IOC raises Chennai refinery expansion cost to $4bn

  • Market: Crude oil
  • 01/04/24

Indian state-controlled refiner IOC has increased the cost of building a refinery in Chennai in southern Tamil Nadu state by 12pc to 330bn rupees ($3.96bn) and raised its stake in the joint venture to 75pc.

IOC and its subsidiary Chennai Petroleum (CPCL) earlier held a 25pc stake each in their joint venture Cauvery Basin Refinery and Petrochemicals (CBRPL), which was formed to build a 180,000 b/d refinery in Chennai by 2025. Financial investors were to make up the remaining 50pc equity.

The revised capital structure of CBPRL has 75pc equity from IOC and 25pc from CPCL, IOC said.

The company did not specify any reason for the increase in cost nor clarify if there was any change in the timeline for completion of the project.
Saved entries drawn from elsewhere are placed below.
use crate::metadata::{FieldDecl, MethodDecl};
use crate::model::{Binding, Factory, Provider};
use scabbard_core::types::ClassName;
use std::collections::HashSet;
use std::rc::Rc;

/// How a module instance is reached from the module importing it
#[derive(Debug, Clone, PartialEq, Eq)]
pub enum ImportPoint {
    /// `@Import` method returning the module
    Method(MethodDecl),
    /// `@Import` field holding the module
    Field(FieldDecl),
    /// `@ImportedBy` back-reference; the module is created with its default constructor
    Inverse,
}

#[derive(Debug, Clone, PartialEq, Eq)]
pub struct ModuleImport {
    pub module: Rc<Module>,
    pub import_point: ImportPoint,
}

/// A parsed module: its own providers plus the modules it imports
#[derive(Debug, Clone, PartialEq, Eq)]
pub struct Module {
    pub module_type: ClassName,
    pub providers: Vec<Provider>,
    /// Aliases whose concrete dependency is provided by this module
    pub bindings: Vec<Binding>,
    pub factories: Vec<Factory>,
    pub modules: Vec<ModuleImport>,
}

impl Module {
    /// Module without providers or imports
    pub fn new(module_type: ClassName) -> Self {
        Self {
            module_type,
            providers: Vec::new(),
            bindings: Vec::new(),
            factories: Vec::new(),
            modules: Vec::new(),
        }
    }

    pub fn imported_modules(&self) -> impl Iterator<Item = &Rc<Module>> {
        self.modules.iter().map(|import| &import.module)
    }

    /// This module and everything it imports transitively, each module once, in
    /// depth-first pre-order
    pub fn flatten(self: &Rc<Self>) -> Vec<Rc<Module>> {
        let mut seen = HashSet::new();
        let mut result = Vec::new();
        Self::flatten_into(self, &mut seen, &mut result);
        result
    }

    /// Like `flatten`, but a module reached through several import paths
    /// appears once per path
    pub fn walk(self: &Rc<Self>) -> Vec<Rc<Module>> {
        let mut result = Vec::new();
        Self::walk_into(self, &mut result);
        result
    }

    fn walk_into(module: &Rc<Module>, result: &mut Vec<Rc<Module>>) {
        result.push(Rc::clone(module));
        for imported in module.imported_modules() {
            Self::walk_into(imported, result);
        }
    }

    fn flatten_into(
        module: &Rc<Module>,
        seen: &mut HashSet<ClassName>,
        result: &mut Vec<Rc<Module>>,
    ) {
        if !seen.insert(module.module_type.clone()) {
            return;
        }
        result.push(Rc::clone(module));
        for imported in module.imported_modules() {
            Self::flatten_into(imported, seen, result);
        }
    }
}

/// A resolution scope: an implicit top-level module plus its place in the component tree
#[derive(Debug, Clone, PartialEq, Eq)]
pub struct Component {
    pub component_type: ClassName,
    pub parent: Option<ClassName>,
    /// The component's own providers and imports
    pub default_module: Rc<Module>,
    pub subcomponents: Vec<ClassName>,
}

impl Component {
    pub fn is_root(&self) -> bool {
        self.parent.is_none()
    }

    /// Every module reachable from this component, the default module first
    pub fn modules(&self) -> Vec<Rc<Module>> {
        self.default_module.flatten()
    }

    /// Every import path's module, repeats included
    pub fn walk_modules(&self) -> Vec<Rc<Module>> {
        self.default_module.walk()
    }
}
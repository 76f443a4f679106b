//! Compiler pipeline: analysis, validation and generation over one set of services

use crate::analysis::Analyzer;
use crate::core::{ScabbardError, ScabbardResult};
use crate::di::ServiceContainer;
use crate::generation::{GenerationContextFactory, GenerationPlan, Generator};
use crate::model::InjectionContext;
use crate::validation::Validator;
use tracing::{info, warn};

/// Outcome of a successful compilation
#[derive(Debug, Clone)]
pub struct Compilation {
    pub context: InjectionContext,
    pub plan: GenerationPlan,
}

pub struct Compiler {
    services: ServiceContainer,
}

impl Compiler {
    pub fn new(services: ServiceContainer) -> Self {
        Self { services }
    }

    pub fn services(&self) -> &ServiceContainer {
        &self.services
    }

    /// Build the injection context. Problems in individual declarations are
    /// reported, not returned; only malformed annotation values fail the call.
    pub fn analyze(&self) -> ScabbardResult<InjectionContext> {
        let services = &self.services;
        Analyzer::new(
            services.metadata.as_ref(),
            &services.config,
            services.reporter.as_ref(),
        )
        .analyze()
    }

    /// Validate the context; fails when any error has been reported so far,
    /// including errors from analysis
    pub fn validate(&self, context: &InjectionContext) -> ScabbardResult<()> {
        let services = &self.services;
        Validator::new(
            services.metadata.as_ref(),
            &services.config,
            services.reporter.as_ref(),
        )
        .validate(context);

        let count = services.reporter.error_count();
        if count > 0 {
            warn!("Validation failed with {} error(s)", count);
            return Err(ScabbardError::Validation { count });
        }
        Ok(())
    }

    /// Analyze, validate and emit every generated artifact
    pub fn compile(&self) -> ScabbardResult<Compilation> {
        let services = &self.services;
        let context = self.analyze()?;
        self.validate(&context)?;

        let generation = GenerationContextFactory::new(services.metadata.as_ref(), &services.config)
            .create(&context);
        let plan = Generator::new(&services.config, services.emitter.as_ref())
            .generate(&context, &generation)?;
        info!("Compiled {} component(s)", context.components.len());

        Ok(Compilation { context, plan })
    }
}
#[cfg(test)]
mod tests {
    use super::*;
    use crate::analysis::Analyzer;
    use crate::di::mocks::{MockErrorReporter, MockMetadataSource};

    fn validate_with(yaml: &str, config: Config) -> (bool, MockErrorReporter) {
        let metadata = MockMetadataSource::from_yaml(yaml).unwrap();
        let reporter = MockErrorReporter::new();
        let context = Analyzer::new(&metadata, &config, &reporter)
            .analyze()
            .unwrap();
        let valid = Validator::new(&metadata, &config, &reporter).validate(&context);
        (valid, reporter)
    }

    fn validate(yaml: &str) -> (bool, MockErrorReporter) {
        validate_with(yaml, Config::default())
    }

    const CYCLE: &str = r#"
classes:
  - name: a.C
    annotations: [{type: io.scabbard.Component}]
    fields:
      - name: module
        type: a.M
        annotations: [{type: io.scabbard.Import}]
  - name: a.Child
    annotations:
      - type: io.scabbard.Component
        values: {parent: {class: a.C}}
  - name: a.M
    annotations: [{type: io.scabbard.Module}]
    methods:
      - name: provideP
        parameters: [{type: a.Q}]
        return_type: a.P
        annotations: [{type: io.scabbard.Provide}]
      - name: provideQ
        parameters: [{type: a.P}]
        return_type: a.Q
        annotations: [{type: io.scabbard.Provide}]
"#;

    const WRAPPED_CYCLE: &str = r#"
classes:
  - name: a.C
    annotations: [{type: io.scabbard.Component}]
    fields:
      - name: module
        type: a.M
        annotations: [{type: io.scabbard.Import}]
  - name: a.M
    annotations: [{type: io.scabbard.Module}]
    methods:
      - name: provideP
        parameters: [{type: "javax.inject.Provider<a.Q>"}]
        return_type: a.P
        annotations: [{type: io.scabbard.Provide}]
      - name: provideQ
        parameters: [{type: "io.scabbard.Lazy<a.P>"}]
        return_type: a.Q
        annotations: [{type: io.scabbard.Provide}]
"#;

    #[test]
    fn test_valid_graph() {
        let (valid, reporter) = validate(
            r#"
classes:
  - name: a.C
    annotations: [{type: io.scabbard.Component}]
    methods:
      - name: module
        return_type: a.M
        annotations: [{type: io.scabbard.Import}]
  - name: a.M
    annotations: [{type: io.scabbard.Module}]
    methods:
      - name: provideFoo
        return_type: a.Foo
        annotations: [{type: io.scabbard.Provide}]
      - name: provideBar
        parameters: [{type: a.Foo}, {type: io.scabbard.Injector}]
        return_type: a.Bar
        annotations: [{type: io.scabbard.Provide}]
  - name: a.Baz
    fields:
      - name: bar
        type: a.Bar
        annotations: [{type: javax.inject.Inject}]
"#,
        );
        assert!(valid, "unexpected errors: {:?}", reporter.errors());
    }

    #[test]
    fn test_unresolved_dependency_reported_once() {
        let (valid, reporter) = validate(
            r#"
classes:
  - name: a.C
    annotations: [{type: io.scabbard.Component}]
    fields:
      - name: module
        type: a.M
        annotations: [{type: io.scabbard.Import}]
  - name: a.M
    annotations: [{type: io.scabbard.Module}]
    methods:
      - name: provideFoo
        parameters: [{type: a.X}]
        return_type: a.Foo
        annotations: [{type: io.scabbard.Provide}]
      - name: provideBar
        parameters: [{type: a.X}]
        return_type: a.Bar
        annotations: [{type: io.scabbard.Provide}]
"#,
        );
        assert!(!valid);
        assert_eq!(reporter.error_count(), 1);
        assert_eq!(
            reporter.errors()[0],
            "Unresolved dependency a.X in component a.C"
        );
    }

    #[test]
    fn test_eager_cycle_reported_once() {
        let (valid, reporter) = validate(CYCLE);
        assert!(!valid);
        assert_eq!(reporter.count_containing("Dependency cycle detected"), 1);
        assert_eq!(reporter.count_containing("a.P -> a.Q -> a.P"), 1);
        assert_eq!(reporter.error_count(), 1);
    }

    #[test]
    fn test_wrapped_cycle_allowed() {
        let (valid, reporter) = validate(WRAPPED_CYCLE);
        assert!(valid, "unexpected errors: {:?}", reporter.errors());
    }

    #[test]
    fn test_wrapped_cycle_rejected_when_disabled() {
        let config = Config {
            allow_wrapped_cycles: false,
            ..Default::default()
        };
        let (valid, reporter) = validate_with(WRAPPED_CYCLE, config);
        assert!(!valid);
        assert_eq!(reporter.count_containing("Dependency cycle detected"), 1);
    }

    #[test]
    fn test_component_cycle() {
        let (valid, reporter) = validate(
            r#"
classes:
  - name: a.A
    annotations:
      - type: io.scabbard.Component
        values: {parent: {class: a.B}}
  - name: a.B
    annotations:
      - type: io.scabbard.Component
        values: {parent: {class: a.A}}
"#,
        );
        assert!(!valid);
        assert_eq!(
            reporter.errors(),
            vec!["Component cycle detected: a.A -> a.B -> a.A".to_string()]
        );
    }

    #[test]
    fn test_module_repeated_in_chain() {
        let (valid, reporter) = validate(
            r#"
classes:
  - name: a.Parent
    annotations: [{type: io.scabbard.Component}]
    fields:
      - name: shared
        type: a.Shared
        annotations: [{type: io.scabbard.Import}]
  - name: a.Child
    annotations:
      - type: io.scabbard.Component
        values: {parent: {class: a.Parent}}
    fields:
      - name: shared
        type: a.Shared
        annotations: [{type: io.scabbard.Import}]
  - name: a.Shared
    annotations: [{type: io.scabbard.Module}]
"#,
        );
        assert!(!valid);
        assert_eq!(
            reporter.errors(),
            vec!["Module a.Shared provided more than once in component a.Child".to_string()]
        );
    }

    #[test]
    fn test_dependency_provided_by_two_modules() {
        let (valid, reporter) = validate(
            r#"
classes:
  - name: a.C
    annotations: [{type: io.scabbard.Component}]
    fields:
      - name: first
        type: a.M1
        annotations: [{type: io.scabbard.Import}]
      - name: second
        type: a.M2
        annotations: [{type: io.scabbard.Import}]
  - name: a.M1
    annotations: [{type: io.scabbard.Module}]
    methods:
      - name: foo
        return_type: a.Foo
        annotations: [{type: io.scabbard.Provide}]
  - name: a.M2
    annotations: [{type: io.scabbard.Module}]
    fields:
      - name: foo
        type: a.Foo
        annotations: [{type: io.scabbard.Provide}]
"#,
        );
        assert!(!valid);
        assert_eq!(
            reporter.errors(),
            vec!["Dependency a.Foo is provided by both a.M1 and a.M2 in component a.C".to_string()]
        );
    }

    #[test]
    fn test_dependency_provided_twice_by_one_module() {
        let (valid, reporter) = validate(
            r#"
classes:
  - name: a.C
    annotations: [{type: io.scabbard.Component}]
    methods:
      - name: foo1
        return_type: a.Foo
        annotations: [{type: io.scabbard.Provide}]
      - name: foo2
        return_type: a.Foo
        annotations: [{type: io.scabbard.Provide}]
"#,
        );
        assert!(!valid);
        assert_eq!(
            reporter.errors(),
            vec!["Dependency a.Foo is provided more than once by a.C in component a.C".to_string()]
        );
    }

    #[test]
    fn test_primitive_and_boxed_provider_collide() {
        let (valid, reporter) = validate(
            r#"
classes:
  - name: a.C
    annotations: [{type: io.scabbard.Component}]
    methods:
      - name: count
        return_type: int
        annotations: [{type: io.scabbard.Provide}]
      - name: boxedCount
        return_type: java.lang.Integer
        annotations: [{type: io.scabbard.Provide}]
"#,
        );
        assert!(!valid);
        assert_eq!(reporter.count_containing("provided more than once by a.C"), 1);
    }

    #[test]
    fn test_module_diamond_in_component() {
        let (valid, reporter) = validate(
            r#"
classes:
  - name: a.C
    annotations: [{type: io.scabbard.Component}]
    fields:
      - name: left
        type: a.Left
        annotations: [{type: io.scabbard.Import}]
      - name: right
        type: a.Right
        annotations: [{type: io.scabbard.Import}]
  - name: a.Left
    annotations: [{type: io.scabbard.Module}]
    fields:
      - name: shared
        type: a.Shared
        annotations: [{type: io.scabbard.Import}]
  - name: a.Right
    annotations: [{type: io.scabbard.Module}]
    fields:
      - name: shared
        type: a.Shared
        annotations: [{type: io.scabbard.Import}]
  - name: a.Shared
    annotations: [{type: io.scabbard.Module}]
    methods:
      - name: foo
        return_type: a.Foo
        annotations: [{type: io.scabbard.Provide}]
"#,
        );
        assert!(!valid);
        assert_eq!(
            reporter.errors(),
            vec!["Module a.Shared provided more than once in component a.C".to_string()]
        );
    }

    #[test]
    fn test_factory_injector_injectees_must_resolve() {
        let (valid, reporter) = validate(
            r#"
classes:
  - name: a.C
    annotations: [{type: io.scabbard.Component}]
  - name: a.Widget
    methods:
      - name: "<init>"
        parameters:
          - type: java.lang.String
            annotations: [{type: "io.scabbard.Factory$Parameter"}]
          - type: a.Engine
        annotations: [{type: "io.scabbard.Factory$Inject"}]
  - name: a.WidgetFactory
    modifiers: [public, interface, abstract]
    annotations:
      - type: io.scabbard.Factory
      - type: io.scabbard.ProvidedBy
        values: {value: {class: a.C}}
    methods:
      - name: create
        parameters: [{type: java.lang.String}]
        return_type: a.Widget
        modifiers: [public, abstract]
"#,
        );
        assert!(!valid);
        assert_eq!(
            reporter.errors(),
            vec!["Unresolved dependency a.Engine in component a.C".to_string()]
        );
    }

    #[test]
    fn test_subcomponent_sees_parent_providers() {
        let (valid, reporter) = validate(
            r#"
classes:
  - name: a.App
    annotations: [{type: io.scabbard.Component}]
    methods:
      - name: foo
        return_type: a.Foo
        annotations: [{type: io.scabbard.Provide}]
  - name: a.Screen
    annotations:
      - type: io.scabbard.Component
        values: {parent: {class: a.App}}
    methods:
      - name: bar
        parameters: [{type: a.Foo}]
        return_type: a.Bar
        annotations: [{type: io.scabbard.Provide}]
"#,
        );
        assert!(valid, "unexpected errors: {:?}", reporter.errors());
    }

    #[test]
    fn test_injectable_target_resolved_globally() {
        let (valid, reporter) = validate(
            r#"
classes:
  - name: a.App
    annotations: [{type: io.scabbard.Component}]
    methods:
      - name: foo
        return_type: a.Foo
        annotations: [{type: io.scabbard.Provide}]
  - name: a.Baz
    fields:
      - name: foo
        type: a.Foo
        annotations: [{type: javax.inject.Inject}]
      - name: missing
        type: a.Missing
        annotations: [{type: javax.inject.Inject}]
"#,
        );
        assert!(!valid);
        assert_eq!(
            reporter.errors(),
            vec!["Unresolved dependency a.Missing required by a.Baz.missing".to_string()]
        );
    }
}
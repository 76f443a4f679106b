//! Subcommand implementations of the `scabbard` binary

pub mod analyze;
pub mod generate;
pub mod validate;

use scabbard::config::Config;
use scabbard::core::ScabbardResult;
use scabbard::di::ServiceContainer;
use std::path::{Path, PathBuf};

/// Options shared by every subcommand
#[derive(Debug, Clone, Default)]
pub struct GlobalOptions {
    pub config: Option<PathBuf>,
}

/// Resolve the config for `input` and wire the production services
pub fn services(
    input: &Path,
    options: &GlobalOptions,
    output: Option<&Path>,
) -> ScabbardResult<ServiceContainer> {
    let mut config = Config::resolve(options.config.as_deref(), input)?;
    if let Some(output) = output {
        config.output_dir = Some(output.display().to_string());
    }
    ServiceContainer::new(config, input)
}
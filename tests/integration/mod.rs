//! Integration tests module
//!
//! This module contains all integration tests for the scabbard CLI commands.

pub mod analyze;
pub mod common;
pub mod config;
pub mod generate;
pub mod validate;
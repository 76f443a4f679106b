//! Generation driver: plans every artifact of a validated graph, then emits it

use crate::config::Config;
use crate::core::ScabbardResult;
use crate::di::traits::CodeEmitter;
use crate::generation::bridges::BridgeGenerator;
use crate::generation::configurators::ConfiguratorGenerator;
use crate::generation::context::GenerationContext;
use crate::generation::factories::FactoryGenerator;
use crate::generation::key_registry::KeyRegistryGenerator;
use crate::generation::package_invaders::PackageInvaderGenerator;
use crate::generation::providers::ProviderGenerator;
use crate::generation::shape::{ClassShape, MethodShape};
use crate::model::InjectionContext;
use scabbard_core::types::ClassName;
use tracing::{debug, info};

/// Every class and bridge one compilation produces
#[derive(Debug, Clone)]
pub struct GenerationPlan {
    pub providers: Vec<ClassShape>,
    pub factories: Vec<ClassShape>,
    pub key_registry: ClassShape,
    pub package_invaders: Vec<ClassShape>,
    pub configurators: Vec<ClassShape>,
    pub bridges: Vec<(ClassName, MethodShape)>,
}

impl GenerationPlan {
    /// All classes in emission order
    pub fn classes(&self) -> impl Iterator<Item = &ClassShape> {
        self.providers
            .iter()
            .chain(&self.factories)
            .chain(std::iter::once(&self.key_registry))
            .chain(&self.package_invaders)
            .chain(&self.configurators)
    }

    pub fn artifact_count(&self) -> usize {
        self.classes().count() + self.bridges.len()
    }
}

pub struct Generator<'a> {
    config: &'a Config,
    emitter: &'a dyn CodeEmitter,
}

impl<'a> Generator<'a> {
    pub fn new(config: &'a Config, emitter: &'a dyn CodeEmitter) -> Self {
        Self { config, emitter }
    }

    /// Build the shapes of every artifact without writing anything.
    ///
    /// Providers and bridges come from each distinct module once, even when
    /// several components share it.
    pub fn plan(
        &self,
        injection: &InjectionContext,
        context: &GenerationContext,
    ) -> ScabbardResult<GenerationPlan> {
        let providers = ProviderGenerator::new(self.config, context);
        let mut provider_shapes = Vec::new();
        let mut bridges = Vec::new();
        for module in injection.modules() {
            for provider in &module.providers {
                provider_shapes.push(providers.generate(provider)?);
                if let Some(bridge) = BridgeGenerator::generate(&provider.provision_point) {
                    bridges.push(bridge);
                }
            }
        }

        let factories = FactoryGenerator::new(self.config, context);
        let factory_shapes = injection
            .factories
            .iter()
            .map(|factory| factories.generate(factory))
            .collect();

        let key_registry = KeyRegistryGenerator::new(self.config).generate(&context.key_registry);

        let invaders = PackageInvaderGenerator::new(self.config);
        let package_invaders = context
            .package_invaders
            .values()
            .map(|invader| invaders.generate(invader))
            .collect();

        let configurators = ConfiguratorGenerator::new(self.config, context);
        let configurator_shapes = injection
            .components
            .iter()
            .map(|component| configurators.generate(component))
            .collect();

        Ok(GenerationPlan {
            providers: provider_shapes,
            factories: factory_shapes,
            key_registry,
            package_invaders,
            configurators: configurator_shapes,
            bridges,
        })
    }

    /// Hand every planned artifact to the emitter; returns how many were written
    pub fn emit(&self, plan: &GenerationPlan) -> ScabbardResult<usize> {
        let mut count = 0;
        for shape in plan.classes() {
            debug!("Emitting {}", shape.name);
            self.emitter.emit_class(shape)?;
            count += 1;
        }
        for (container, bridge) in &plan.bridges {
            debug!("Emitting bridge {}.{}", container, bridge.name);
            self.emitter.emit_bridge(container, bridge)?;
            count += 1;
        }
        Ok(count)
    }

    pub fn generate(
        &self,
        injection: &InjectionContext,
        context: &GenerationContext,
    ) -> ScabbardResult<GenerationPlan> {
        let plan = self.plan(injection, context)?;
        let count = self.emit(&plan)?;
        info!(
            "Generated {} artifact(s): {} provider(s), {} factory(ies), {} configurator(s)",
            count,
            plan.providers.len(),
            plan.factories.len(),
            plan.configurators.len()
        );
        Ok(plan)
    }
}

#[cfg(test)]
mod tests {
    use super::*;
    use crate::analysis::Analyzer;
    use crate::di::mocks::{MockErrorReporter, MockMetadataSource, RecordingCodeEmitter};
    use crate::generation::context::GenerationContextFactory;

    const METADATA: &str = r#"
classes:
  - name: a.App
    annotations: [{type: io.scabbard.Component}]
    fields:
      - name: name
        type: java.lang.String
        modifiers: [private]
        annotations: [{type: io.scabbard.Provide}]
  - name: a.Shared
    annotations: [{type: io.scabbard.Module, values: {isDefault: {bool: true}}}]
  - name: a.Other
    annotations: [{type: io.scabbard.Component}]
  - name: a.Service
    methods:
      - name: "<init>"
        parameters: [{type: java.lang.String}]
        annotations: [{type: javax.inject.Inject}]
"#;

    fn analyze(metadata: &MockMetadataSource, config: &Config) -> (InjectionContext, GenerationContext) {
        let reporter = MockErrorReporter::new();
        let injection = Analyzer::new(metadata, config, &reporter).analyze().unwrap();
        let context = GenerationContextFactory::new(metadata, config).create(&injection);
        (injection, context)
    }

    #[test]
    fn test_plan_covers_every_artifact() {
        let metadata = MockMetadataSource::from_yaml(METADATA).unwrap();
        let config = Config::default();
        let (injection, context) = analyze(&metadata, &config);
        let emitter = RecordingCodeEmitter::new();

        let plan = Generator::new(&config, &emitter).plan(&injection, &context).unwrap();

        assert_eq!(plan.configurators.len(), 2);
        assert_eq!(plan.bridges.len(), 1);
        assert_eq!(plan.bridges[0].1.name, "name$bridge$0");
        assert_eq!(plan.key_registry.name.as_str(), "io.scabbard.generated.KeyRegistry");
        assert!(plan.package_invaders.is_empty());
        assert!(emitter.class_names().is_empty());
    }

    #[test]
    fn test_generate_emits_plan() {
        let metadata = MockMetadataSource::from_yaml(METADATA).unwrap();
        let config = Config::default();
        let (injection, context) = analyze(&metadata, &config);
        let emitter = RecordingCodeEmitter::new();

        let plan = Generator::new(&config, &emitter)
            .generate(&injection, &context)
            .unwrap();

        assert_eq!(emitter.classes().len() + emitter.bridges().len(), plan.artifact_count());
        let names = emitter.class_names();
        assert!(names.contains(&"a.App$$InjectorConfigurator".to_string()));
        assert!(names.contains(&"a.Other$$InjectorConfigurator".to_string()));
    }
}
IOC had in 2021 approved the starting of a new unit in Tamil Nadu to meet demand for oil products in southern India, adjacent to CPCL's existing 211,000 b/d Manali refinery.

The original 20,000 b/d Nagapattinam refinery in the Cauvery Basin was shut down for dismantling in 2019. It is currently undergoing extensive refurbishment and expansion works.

IOC had in December 2023 announced a one-year delay to the expansion of its Panipat refinery to December 2025, and an increase in the cost by 10pc to Rs362.25bn.

IOC's nine refineries processed 1.46mn b/d of crude during April 2023-February 2024, up by 1pc on the year, according to data from the oil ministry. CPCL's Manali refinery processed 232,000 b/d of crude during the same period, up by nearly 3pc on the year.